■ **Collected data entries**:
--

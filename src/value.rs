//! Values that can be substituted into a template
//!
//! Resolvers hand out borrowed [`Value`]s and turn them into text with
//! [`to_text`]. The conversion is the single place where dates, lists and
//! objects get their canonical string form.

use std::borrow::Cow;
use std::fmt;
use std::path::{Path, PathBuf};

use chrono::NaiveDateTime;

use crate::resolver::Navigable;

/// Format used for date-time values: `yyyy-MM-dd HH:mm:ss.SSS`
pub const DATE_TIME_FORMAT: &str = "%Y-%m-%d %H:%M:%S%.3f";

/// A value that a placeholder can resolve to
#[derive(Debug, Clone)]
pub enum Value<'a> {
    Null,
    Bool(bool),
    Int(i64),
    Float(f64),
    Text(Cow<'a, str>),
    DateTime(NaiveDateTime),
    Path(Cow<'a, Path>),
    List(Vec<Value<'a>>),
    /// A navigable object, reachable through dotted placeholder paths
    Object(&'a dyn Navigable),
}

/// Separator placed between list items when a list becomes text
#[derive(Debug, Clone, Copy, PartialEq, Eq)]
pub enum Separator {
    /// `","`, the form lists take when stored in a configuration
    Comma,
    /// `", "`, the form lists take when substituted into a template
    CommaSpace,
}

impl Separator {
    pub fn as_str(self) -> &'static str {
        match self {
            Separator::Comma => ",",
            Separator::CommaSpace => ", ",
        }
    }
}

/// Convert a value into its canonical string form
pub fn to_text(value: &Value<'_>, separator: Separator) -> String {
    match value {
        Value::Null => String::new(),
        Value::Bool(b) => b.to_string(),
        Value::Int(i) => i.to_string(),
        Value::Float(f) => f.to_string(),
        Value::Text(s) => s.to_string(),
        Value::DateTime(dt) => dt.format(DATE_TIME_FORMAT).to_string(),
        Value::Path(p) => p.display().to_string(),
        Value::List(items) => items
            .iter()
            .map(|item| to_text(item, separator))
            .collect::<Vec<_>>()
            .join(separator.as_str()),
        Value::Object(object) => format!("{:?}", object),
    }
}

impl Value<'_> {
    pub fn is_null(&self) -> bool {
        matches!(self, Value::Null)
    }
}

impl fmt::Display for Value<'_> {
    fn fmt(&self, f: &mut fmt::Formatter<'_>) -> fmt::Result {
        f.write_str(&to_text(self, Separator::CommaSpace))
    }
}

impl<'a> From<&'a str> for Value<'a> {
    fn from(s: &'a str) -> Self {
        Value::Text(Cow::Borrowed(s))
    }
}

impl From<String> for Value<'_> {
    fn from(s: String) -> Self {
        Value::Text(Cow::Owned(s))
    }
}

impl From<bool> for Value<'_> {
    fn from(b: bool) -> Self {
        Value::Bool(b)
    }
}

impl From<f64> for Value<'_> {
    fn from(f: f64) -> Self {
        Value::Float(f)
    }
}

impl From<f32> for Value<'_> {
    fn from(f: f32) -> Self {
        Value::Float(f as f64)
    }
}

impl From<NaiveDateTime> for Value<'_> {
    fn from(dt: NaiveDateTime) -> Self {
        Value::DateTime(dt)
    }
}

impl<'a> From<&'a Path> for Value<'a> {
    fn from(p: &'a Path) -> Self {
        Value::Path(Cow::Borrowed(p))
    }
}

impl From<PathBuf> for Value<'_> {
    fn from(p: PathBuf) -> Self {
        Value::Path(Cow::Owned(p))
    }
}

impl<'a> From<Vec<Value<'a>>> for Value<'a> {
    fn from(items: Vec<Value<'a>>) -> Self {
        Value::List(items)
    }
}

impl<'a, T: Into<Value<'a>>> From<Option<T>> for Value<'a> {
    fn from(opt: Option<T>) -> Self {
        opt.map_or(Value::Null, Into::into)
    }
}

/// Borrow a Rust value as a [`Value`]
///
/// Implemented for the common scalar types, strings, dates, paths, options
/// and sequences. Structs become navigable objects through the
/// [`navigable!`](crate::navigable) macro.
pub trait ToValue {
    fn to_value(&self) -> Value<'_>;
}

macro_rules! int_values {
    ($($t:ty),*) => {
        $(
            impl From<$t> for Value<'_> {
                fn from(i: $t) -> Self {
                    match i64::try_from(i) {
                        Ok(i) => Value::Int(i),
                        Err(_) => Value::Text(Cow::Owned(i.to_string())),
                    }
                }
            }

            impl ToValue for $t {
                fn to_value(&self) -> Value<'_> {
                    Value::from(*self)
                }
            }
        )*
    };
}

int_values!(i8, i16, i32, i64, u8, u16, u32, u64, usize);

impl ToValue for str {
    fn to_value(&self) -> Value<'_> {
        Value::Text(Cow::Borrowed(self))
    }
}

impl ToValue for String {
    fn to_value(&self) -> Value<'_> {
        Value::Text(Cow::Borrowed(self.as_str()))
    }
}

impl ToValue for bool {
    fn to_value(&self) -> Value<'_> {
        Value::Bool(*self)
    }
}

impl ToValue for f64 {
    fn to_value(&self) -> Value<'_> {
        Value::Float(*self)
    }
}

impl ToValue for f32 {
    fn to_value(&self) -> Value<'_> {
        Value::Float(*self as f64)
    }
}

impl ToValue for NaiveDateTime {
    fn to_value(&self) -> Value<'_> {
        Value::DateTime(*self)
    }
}

impl ToValue for Path {
    fn to_value(&self) -> Value<'_> {
        Value::Path(Cow::Borrowed(self))
    }
}

impl ToValue for PathBuf {
    fn to_value(&self) -> Value<'_> {
        Value::Path(Cow::Borrowed(self.as_path()))
    }
}

impl<T: ToValue> ToValue for Option<T> {
    fn to_value(&self) -> Value<'_> {
        self.as_ref().map_or(Value::Null, ToValue::to_value)
    }
}

impl<T: ToValue> ToValue for [T] {
    fn to_value(&self) -> Value<'_> {
        Value::List(self.iter().map(ToValue::to_value).collect())
    }
}

impl<T: ToValue> ToValue for Vec<T> {
    fn to_value(&self) -> Value<'_> {
        self.as_slice().to_value()
    }
}

impl<T: ToValue + ?Sized> ToValue for &T {
    fn to_value(&self) -> Value<'_> {
        (**self).to_value()
    }
}

impl<T: ToValue + ?Sized> ToValue for Box<T> {
    fn to_value(&self) -> Value<'_> {
        (**self).to_value()
    }
}

impl ToValue for Value<'_> {
    fn to_value(&self) -> Value<'_> {
        self.clone()
    }
}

--

■ **ABOUT THIS EXERCISE**: Copy the entries above exactly, leaving none out.

■ **SOLUTION FOR THIS EXERCISE**:
filename src/value.rs
//! Values that can be substituted into a template
//!
//! Resolvers hand out borrowed [`Value`]s and turn them into text with
//! [`to_text`]. The conversion is the single place where dates, lists and
//! objects get their canonical string form.

use std::borrow::Cow;
use std::fmt;
use std::path::{Path, PathBuf};

use chrono::NaiveDateTime;

use crate::resolver::Navigable;

/// Format used for date-time values: `yyyy-MM-dd HH:mm:ss.SSS`
pub const DATE_TIME_FORMAT: &str = "%Y-%m-%d %H:%M:%S%.3f";

/// A value that a placeholder can resolve to
#[derive(Debug, Clone)]
pub enum Value<'a> {
    Null,
    Bool(bool),
    Int(i64),
    Float(f64),
    Text(Cow<'a, str>),
    DateTime(NaiveDateTime),
    Path(Cow<'a, Path>),
    List(Vec<Value<'a>>),
    /// A navigable object, reachable through dotted placeholder paths
    Object(&'a dyn Navigable),
}

/// Separator placed between list items when a list becomes text
#[derive(Debug, Clone, Copy, PartialEq, Eq)]
pub enum Separator {
    /// `","`, the form lists take when stored in a configuration
    Comma,
    /// `", "`, the form lists take when substituted into a template
    CommaSpace,
}

impl Separator {
    pub fn as_str(self) -> &'static str {
        match self {
            Separator::Comma => ",",
            Separator::CommaSpace => ", ",
        }
    }
}

/// Convert a value into its canonical string form
pub fn to_text(value: &Value<'_>, separator: Separator) -> String {
    match value {
        Value::Null => String::new(),
        Value::Bool(b) => b.to_string(),
        Value::Int(i) => i.to_string(),
        Value::Float(f) => f.to_string(),
        Value::Text(s) => s.to_string(),
        Value::DateTime(dt) => dt.format(DATE_TIME_FORMAT).to_string(),
        Value::Path(p) => p.display().to_string(),
        Value::List(items) => items
            .iter()
            .map(|item| to_text(item, separator))
            .collect::<Vec<_>>()
            .join(separator.as_str()),
        Value::Object(object) => format!("{:?}", object),
    }
}

impl Value<'_> {
    pub fn is_null(&self) -> bool {
        matches!(self, Value::Null)
    }
}

impl fmt::Display for Value<'_> {
    fn fmt(&self, f: &mut fmt::Formatter<'_>) -> fmt::Result {
        f.write_str(&to_text(self, Separator::CommaSpace))
    }
}

impl<'a> From<&'a str> for Value<'a> {
    fn from(s: &'a str) -> Self {
        Value::Text(Cow::Borrowed(s))
    }
}

impl From<String> for Value<'_> {
    fn from(s: String) -> Self {
        Value::Text(Cow::Owned(s))
    }
}

impl From<bool> for Value<'_> {
    fn from(b: bool) -> Self {
        Value::Bool(b)
    }
}

impl From<f64> for Value<'_> {
    fn from(f: f64) -> Self {
        Value::Float(f)
    }
}

impl From<f32> for Value<'_> {
    fn from(f: f32) -> Self {
        Value::Float(f as f64)
    }
}

impl From<NaiveDateTime> for Value<'_> {
    fn from(dt: NaiveDateTime) -> Self {
        Value::DateTime(dt)
    }
}

impl<'a> From<&'a Path> for Value<'a> {
    fn from(p: &'a Path) -> Self {
        Value::Path(Cow::Borrowed(p))
    }
}

impl From<PathBuf> for Value<'_> {
    fn from(p: PathBuf) -> Self {
        Value::Path(Cow::Owned(p))
    }
}

impl<'a> From<Vec<Value<'a>>> for Value<'a> {
    fn from(items: Vec<Value<'a>>) -> Self {
        Value::List(items)
    }
}

impl<'a, T: Into<Value<'a>>> From<Option<T>> for Value<'a> {
    fn from(opt: Option<T>) -> Self {
        opt.map_or(Value::Null, Into::into)
    }
}

/// Borrow a Rust value as a [`Value`]
///
/// Implemented for the common scalar types, strings, dates, paths, options
/// and sequences. Structs become navigable objects through the
/// [`navigable!`](crate::navigable) macro.
pub trait ToValue {
    fn to_value(&self) -> Value<'_>;
}

macro_rules! int_values {
    ($($t:ty),*) => {
        $(
            impl From<$t> for Value<'_> {
                fn from(i: $t) -> Self {
                    match i64::try_from(i) {
                        Ok(i) => Value::Int(i),
                        Err(_) => Value::Text(Cow::Owned(i.to_string())),
                    }
                }
            }

            impl ToValue for $t {
                fn to_value(&self) -> Value<'_> {
                    Value::from(*self)
                }
            }
        )*
    };
}

int_values!(i8, i16, i32, i64, u8, u16, u32, u64, usize);

impl ToValue for str {
    fn to_value(&self) -> Value<'_> {
        Value::Text(Cow::Borrowed(self))
    }
}

impl ToValue for String {
    fn to_value(&self) -> Value<'_> {
        Value::Text(Cow::Borrowed(self.as_str()))
    }
}

impl ToValue for bool {
    fn to_value(&self) -> Value<'_> {
        Value::Bool(*self)
    }
}

impl ToValue for f64 {
    fn to_value(&self) -> Value<'_> {
        Value::Float(*self)
    }
}

impl ToValue for f32 {
    fn to_value(&self) -> Value<'_> {
        Value::Float(*self as f64)
    }
}

impl ToValue for NaiveDateTime {
    fn to_value(&self) -> Value<'_> {
        Value::DateTime(*self)
    }
}

impl ToValue for Path {
    fn to_value(&self) -> Value<'_> {
        Value::Path(Cow::Borrowed(self))
    }
}

impl ToValue for PathBuf {
    fn to_value(&self) -> Value<'_> {
        Value::Path(Cow::Borrowed(self.as_path()))
    }
}

impl<T: ToValue> ToValue for Option<T> {
    fn to_value(&self) -> Value<'_> {
        self.as_ref().map_or(Value::Null, ToValue::to_value)
    }
}

impl<T: ToValue> ToValue for [T] {
    fn to_value(&self) -> Value<'_> {
        Value::List(self.iter().map(ToValue::to_value).collect())
    }
}

impl<T: ToValue> ToValue for Vec<T> {
    fn to_value(&self) -> Value<'_> {
        self.as_slice().to_value()
    }
}

impl<T: ToValue + ?Sized> ToValue for &T {
    fn to_value(&self) -> Value<'_> {
        (**self).to_value()
    }
}

impl<T: ToValue + ?Sized> ToValue for Box<T> {
    fn to_value(&self) -> Value<'_> {
        (**self).to_value()
    }
}

impl ToValue for Value<'_> {
    fn to_value(&self) -> Value<'_> {
        self.clone()
    }
}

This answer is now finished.